Related Characters: Gad (speaker), Elisha
Page Number and Citation: 23
Explanation and Analysis:

I remembered how the grizzled master had explained the sixth commandment to me. Why has a man no right to commit murder? Because in so doing he takes upon himself the function of God. And this must not be done too easily. Well, I said to myself, if in order to change the course of our history we have to become God, we shall become Him. How easy that is we shall see. No, it was not easy.

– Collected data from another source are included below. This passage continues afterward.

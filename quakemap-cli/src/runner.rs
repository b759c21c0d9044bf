//! Shared command setup: configuration and logging.

use std::path::Path;

use quakemap::config::ConfigFile;
use quakemap::logging::{init_logging, level_for_verbosity, LoggingGuard};
use tracing::info;

use crate::error::CliError;

/// Holds what every networked or parsing command needs.
pub struct CliRunner {
    config: ConfigFile,
    _logging: LoggingGuard,
}

impl CliRunner {
    /// Loads configuration and installs logging.
    ///
    /// `verbose > 0` overrides the configured log level.
    pub fn new(config_path: Option<&Path>, verbose: u8) -> Result<Self, CliError> {
        let config = load_config(config_path)?;

        let mut logging = config.logging.clone();
        if verbose > 0 {
            logging = logging.with_level(level_for_verbosity(verbose));
        }
        let guard = init_logging(&logging)?;

        Ok(Self {
            config,
            _logging: guard,
        })
    }

    pub fn config(&self) -> &ConfigFile {
        &self.config
    }

    pub fn log_startup(&self, command: &str) {
        info!(
            version = quakemap::VERSION,
            command,
            endpoint = %self.config.feed.endpoint,
            "QuakeMap starting"
        );
    }
}

/// Loads the file at `config_path`, or the default location.
///
/// A file that does not exist yields the defaults in both cases.
pub fn load_config(config_path: Option<&Path>) -> Result<ConfigFile, CliError> {
    let config = match config_path {
        Some(path) if path.exists() => ConfigFile::load_from(path)?,
        Some(_) => ConfigFile::default(),
        None => ConfigFile::load()?,
    };
    Ok(config)
}
//! QuakeMap CLI - Command-line interface
//!
//! Shows recent earthquakes from a QuakeML feed, filtered by magnitude and
//! region, as a terminal map listing.

mod commands;
mod error;
mod runner;
mod view;

use std::path::PathBuf;

use clap::{Parser, Subcommand};
use quakemap::provider::TimeWindow;

use commands::common::{FilterArgs, OutputArgs};
use commands::config::ConfigCommands;
use commands::fetch::FetchArgs;
use commands::parse::ParseArgs;
use error::CliError;
use runner::CliRunner;

#[derive(Parser)]
#[command(name = "quakemap")]
#[command(version, about = "Recent earthquakes by magnitude and region", long_about = None)]
struct Cli {
    /// Configuration file (default: platform config directory)
    #[arg(long, global = true, value_name = "PATH")]
    config: Option<PathBuf>,

    /// Increase log verbosity (-v info, -vv debug, -vvv trace)
    #[arg(short, long, global = true, action = clap::ArgAction::Count)]
    verbose: u8,

    #[command(subcommand)]
    command: Commands,
}

#[derive(Subcommand)]
enum Commands {
    /// Fetch a feed window and list the matching earthquakes
    Fetch {
        /// Time window: hour, day, week or month
        #[arg(short, long)]
        window: Option<TimeWindow>,

        #[command(flatten)]
        filter: FilterArgs,

        #[command(flatten)]
        output: OutputArgs,
    },

    /// Decode a saved QuakeML file
    Parse {
        /// Path of the QuakeML document
        file: PathBuf,

        #[command(flatten)]
        filter: FilterArgs,

        #[command(flatten)]
        output: OutputArgs,
    },

    /// Inspect or create the configuration file
    Config {
        #[command(subcommand)]
        command: ConfigCommands,
    },
}

#[tokio::main]
async fn main() {
    let cli = Cli::parse();
    if let Err(e) = run(cli).await {
        e.exit();
    }
}

async fn run(cli: Cli) -> Result<(), CliError> {
    let config_path = cli.config.as_deref();
    match cli.command {
        Commands::Fetch {
            window,
            filter,
            output,
        } => {
            let runner = CliRunner::new(config_path, cli.verbose)?;
            commands::fetch::run(
                &runner,
                FetchArgs {
                    window,
                    filter,
                    output,
                },
            )
            .await
        }
        Commands::Parse {
            file,
            filter,
            output,
        } => {
            let runner = CliRunner::new(config_path, cli.verbose)?;
            commands::parse::run(
                &runner,
                ParseArgs {
                    file,
                    filter,
                    output,
                },
            )
        }
        Commands::Config { command } => commands::config::run(command, config_path),
    }
}
//! Session daemon: waits for the display, compiles the rules, and keeps the
//! remapping engine running for the lifetime of the graphical session.

pub mod backoff;
pub mod control;
pub mod files;
pub mod restart;
mod session;
mod signals;
pub mod state;
mod watch;

pub use control::DaemonHandle;
pub use restart::{RestartDecision, RestartPolicy};
pub use session::SessionDaemon;
pub use signals::forward_signals;
pub use state::{DaemonState, EngineProcessState, EngineState, StatusSnapshot};
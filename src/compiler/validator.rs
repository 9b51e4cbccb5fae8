//! Trigger and output validation against the key vocabulary.
//!
//! Every rule is checked before anything is emitted so that all problems are
//! reported together instead of one per compile attempt.

// Allow format! appended to String - more readable for building messages
#![allow(clippy::format_push_string)]

use crate::keys::{Combo, ComboError, KeyDb};
use crate::models::{Action, BindingRule, FunctionCall, Layer, RuleSet};
use std::collections::HashSet;

/// Validation result with specific errors and warnings.
#[derive(Debug, Clone, PartialEq, Eq)]
pub struct ValidationReport {
    /// Problems that prevent compilation
    pub errors: Vec<RuleError>,
    /// Non-critical findings
    pub warnings: Vec<ValidationWarning>,
}

impl ValidationReport {
    /// Creates a new empty validation report.
    #[must_use]
    pub const fn new() -> Self {
        Self {
            errors: Vec::new(),
            warnings: Vec::new(),
        }
    }

    /// Returns true if there are no errors (warnings are allowed).
    #[must_use]
    pub const fn is_valid(&self) -> bool {
        self.errors.is_empty()
    }

    /// Adds an error to the report.
    pub fn add_error(&mut self, error: RuleError) {
        self.errors.push(error);
    }

    /// Adds a warning to the report.
    pub fn add_warning(&mut self, warning: ValidationWarning) {
        self.warnings.push(warning);
    }

    /// Formats the report as a user-friendly message.
    #[must_use]
    pub fn format_message(&self) -> String {
        let mut message = String::new();

        if !self.errors.is_empty() {
            message.push_str(&format!("{} invalid rules:\n", self.errors.len()));
            for (idx, error) in self.errors.iter().enumerate() {
                message.push_str(&format!("  {}. {}\n", idx + 1, error));
            }
        }

        if !self.warnings.is_empty() {
            message.push_str(&format!("{} warnings:\n", self.warnings.len()));
            for (idx, warning) in self.warnings.iter().enumerate() {
                message.push_str(&format!("  {}. {}\n", idx + 1, warning));
            }
        }

        message
    }
}

impl Default for ValidationReport {
    fn default() -> Self {
        Self::new()
    }
}

/// A rule that failed validation.
#[derive(Debug, Clone, PartialEq, Eq)]
pub struct RuleError {
    /// Type of problem
    pub kind: RuleErrorKind,
    /// Name of the layer holding the rule
    pub layer: String,
    /// 1-based rule position within the layer
    pub index: usize,
    /// Trigger as written
    pub trigger: String,
    /// Human-readable description
    pub message: String,
}

impl RuleError {
    fn new(kind: RuleErrorKind, layer: &Layer, index: usize, message: impl Into<String>) -> Self {
        Self {
            kind,
            layer: layer.name.clone(),
            index: index + 1,
            trigger: layer.rules[index].trigger.clone(),
            message: message.into(),
        }
    }
}

impl std::fmt::Display for RuleError {
    fn fmt(&self, f: &mut std::fmt::Formatter<'_>) -> std::fmt::Result {
        write!(
            f,
            "[{} #{}] {}: '{}': {}",
            self.layer, self.index, self.kind, self.trigger, self.message
        )
    }
}

/// Types of rule errors.
#[derive(Debug, Clone, Copy, PartialEq, Eq)]
pub enum RuleErrorKind {
    /// Trigger is not a valid combo
    InvalidTrigger,
    /// An output combo is not a valid combo
    InvalidOutput,
    /// The action produces no output
    EmptyAction,
}

impl std::fmt::Display for RuleErrorKind {
    fn fmt(&self, f: &mut std::fmt::Formatter<'_>) -> std::fmt::Result {
        match self {
            Self::InvalidTrigger => write!(f, "Invalid Trigger"),
            Self::InvalidOutput => write!(f, "Invalid Output"),
            Self::EmptyAction => write!(f, "Empty Action"),
        }
    }
}

/// Validation warning (non-blocking).
#[derive(Debug, Clone, PartialEq, Eq)]
pub struct ValidationWarning {
    /// Warning message
    pub message: String,
}

impl ValidationWarning {
    /// Creates a new validation warning
    pub fn new(message: impl Into<String>) -> Self {
        Self {
            message: message.into(),
        }
    }
}

impl std::fmt::Display for ValidationWarning {
    fn fmt(&self, f: &mut std::fmt::Formatter<'_>) -> std::fmt::Result {
        write!(f, "{}", self.message)
    }
}

/// Output of a rule after its combos were resolved.
#[derive(Debug, Clone, PartialEq, Eq)]
pub(crate) enum ResolvedAction {
    Combos(Vec<Combo>),
    Call(FunctionCall),
}

/// A rule whose trigger and outputs passed validation.
#[derive(Debug, Clone)]
pub(crate) struct ResolvedRule<'a> {
    pub trigger: Combo,
    pub action: ResolvedAction,
    pub source: &'a BindingRule,
}

fn describe(err: &ComboError) -> String {
    match err {
        ComboError::UnknownToken(token) if token.contains('-') => {
            format!("{err} (separate tokens with '+')")
        }
        _ => err.to_string(),
    }
}

/// Resolves every rule of a layer, recording failures in `report`.
pub(crate) fn resolve_layer<'a>(
    keys: &KeyDb,
    layer: &'a Layer,
    report: &mut ValidationReport,
) -> Vec<ResolvedRule<'a>> {
    let mut resolved = Vec::with_capacity(layer.rules.len());
    let mut seen = HashSet::new();

    for (idx, rule) in layer.rules.iter().enumerate() {
        let trigger = match keys.parse_combo(&rule.trigger) {
            Ok(combo) => Some(combo),
            Err(e) => {
                report.add_error(RuleError::new(
                    RuleErrorKind::InvalidTrigger,
                    layer,
                    idx,
                    describe(&e),
                ));
                None
            }
        };

        let action = match &rule.action {
            action if action.is_empty() => {
                report.add_error(RuleError::new(
                    RuleErrorKind::EmptyAction,
                    layer,
                    idx,
                    "action produces no output",
                ));
                None
            }
            Action::Call(call) => Some(ResolvedAction::Call(call.clone())),
            action => {
                let mut combos = Vec::new();
                let mut ok = true;
                for text in action.combos() {
                    match keys.parse_combo(text) {
                        Ok(combo) => combos.push(combo),
                        Err(e) => {
                            ok = false;
                            report.add_error(RuleError::new(
                                RuleErrorKind::InvalidOutput,
                                layer,
                                idx,
                                format!("output '{}': {}", text, describe(&e)),
                            ));
                        }
                    }
                }
                ok.then_some(ResolvedAction::Combos(combos))
            }
        };

        if let (Some(trigger), Some(action)) = (trigger, action) {
            let key = (trigger.to_engine(), rule.predicate.clone());
            if !seen.insert(key) {
                report.add_warning(ValidationWarning::new(format!(
                    "Layer '{}' binds '{}' more than once; the later rule wins",
                    layer.name, trigger
                )));
            }
            resolved.push(ResolvedRule {
                trigger,
                action,
                source: rule,
            });
        }
    }

    resolved
}

/// Checks every user rule of a rule set without emitting anything.
#[must_use]
pub fn validate_rules(keys: &KeyDb, rules: &RuleSet) -> ValidationReport {
    let mut report = ValidationReport::new();
    for layer in rules.user_layers() {
        resolve_layer(keys, layer, &mut report);
    }
    report
}

#[cfg(test)]
mod tests {
    use super::*;
    use crate::models::{BindingRule, Layer, Predicate};

    fn keys() -> &'static KeyDb {
        KeyDb::shared().expect("Failed to load key database")
    }

    #[test]
    fn test_valid_rules() {
        let mut rules = RuleSet::default();
        rules.global_layer.add_rule(BindingRule::new("Cmd+Shift+T", "Ctrl+Shift+T"));
        let report = validate_rules(keys(), &rules);
        assert!(report.is_valid());
        assert!(report.warnings.is_empty());
    }

    #[test]
    fn test_invalid_trigger_reported_with_position() {
        let mut rules = RuleSet::default();
        rules.global_layer.add_rule(BindingRule::new("Cmd+T", "Ctrl+T"));
        rules.global_layer.add_rule(BindingRule::new("Cmd+Hyper", "Ctrl+T"));

        let report = validate_rules(keys(), &rules);
        assert_eq!(report.errors.len(), 1);
        let error = &report.errors[0];
        assert_eq!(error.kind, RuleErrorKind::InvalidTrigger);
        assert_eq!(error.index, 2);
        assert_eq!(error.trigger, "Cmd+Hyper");
    }

    #[test]
    fn test_all_errors_collected() {
        let mut rules = RuleSet::default();
        rules
            .add_application_layer(
                Layer::application("Firefox")
                    .with_rule(BindingRule::new("", "Ctrl+T"))
                    .with_rule(BindingRule::new("Cmd+T", "Ctrl+Nope")),
            )
            .unwrap();
        rules.global_layer.add_rule(BindingRule::new("Cmd++", "Ctrl+T"));

        let report = validate_rules(keys(), &rules);
        assert_eq!(report.errors.len(), 3);
        assert_eq!(report.errors[1].kind, RuleErrorKind::InvalidOutput);
        assert!(report.format_message().contains("3 invalid rules"));
    }

    #[test]
    fn test_dash_hint() {
        let mut rules = RuleSet::default();
        rules.global_layer.add_rule(BindingRule::new("Cmd-T", "Ctrl+T"));
        let report = validate_rules(keys(), &rules);
        assert!(report.errors[0].message.contains("'+'"));
    }

    #[test]
    fn test_empty_actions_rejected() {
        let mut rules = RuleSet::new(false);
        rules.global_layer.add_rule(BindingRule::with_action(
            "Cmd+T",
            Action::Sequence(Vec::new()),
        ));
        rules.global_layer.add_rule(BindingRule::with_action(
            "Cmd+W",
            Action::Call(FunctionCall::Launch(Vec::new())),
        ));
        rules.global_layer.add_rule(BindingRule::new("Cmd+N", "  "));

        let report = validate_rules(keys(), &rules);
        assert_eq!(report.errors.len(), 3);
        assert!(report
            .errors
            .iter()
            .all(|e| e.kind == RuleErrorKind::EmptyAction));
        assert_eq!(report.errors[1].trigger, "Cmd+W");
    }

    #[test]
    fn test_reordered_modifiers_are_duplicates() {
        let mut rules = RuleSet::default();
        rules.global_layer.add_rule(BindingRule::new("Cmd+Shift+T", "Ctrl+Shift+T"));
        rules.global_layer.add_rule(BindingRule::new("Shift+Cmd+T", "Ctrl+T"));

        let report = validate_rules(keys(), &rules);
        assert!(report.is_valid());
        assert_eq!(report.warnings.len(), 1);
        assert!(report.warnings[0].message.contains("Cmd+Shift+t"));
    }

    #[test]
    fn test_duplicate_trigger_warns() {
        let mut rules = RuleSet::default();
        rules.global_layer.add_rule(BindingRule::new("Cmd+T", "Ctrl+T"));
        rules.global_layer.add_rule(BindingRule::new("cmd + t", "Ctrl+N"));
        rules.global_layer.add_rule(
            BindingRule::new("Cmd+T", "Ctrl+W").when(Predicate::Hours { from: 9, to: 17 }),
        );

        let report = validate_rules(keys(), &rules);
        assert!(report.is_valid());
        assert_eq!(report.warnings.len(), 1);
    }
}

When Elisha trains to become a terrorist, he doesn’t just discover new ideas about what it means to live in Zion (the Holy Land). He also discovers new interpretations of the religious teachings on which he was raised. Here he explains how his childhood mentor, a rabbi known as the grizzled master, taught him to understand the sixth of the Ten Commandments, the one which prohibits killing. The grizzled master explains that life and death are in God’s hands, so killing someone means wrongly playing the role of God. As Elisha becomes indoctrinated into the Movement’s ideas, however, he looks at the sixth commandment in a new way—accepting that in order to secure a peaceful future, the Jewish people have a responsibility to “become God,” even if that includes killing. If they don’t do this, he reasons, they will continue to be at the mercy of history and may eventually cease to exist as a people. Dawn as a whole is the story of Elisha learning just how difficult it is to live out such an idea.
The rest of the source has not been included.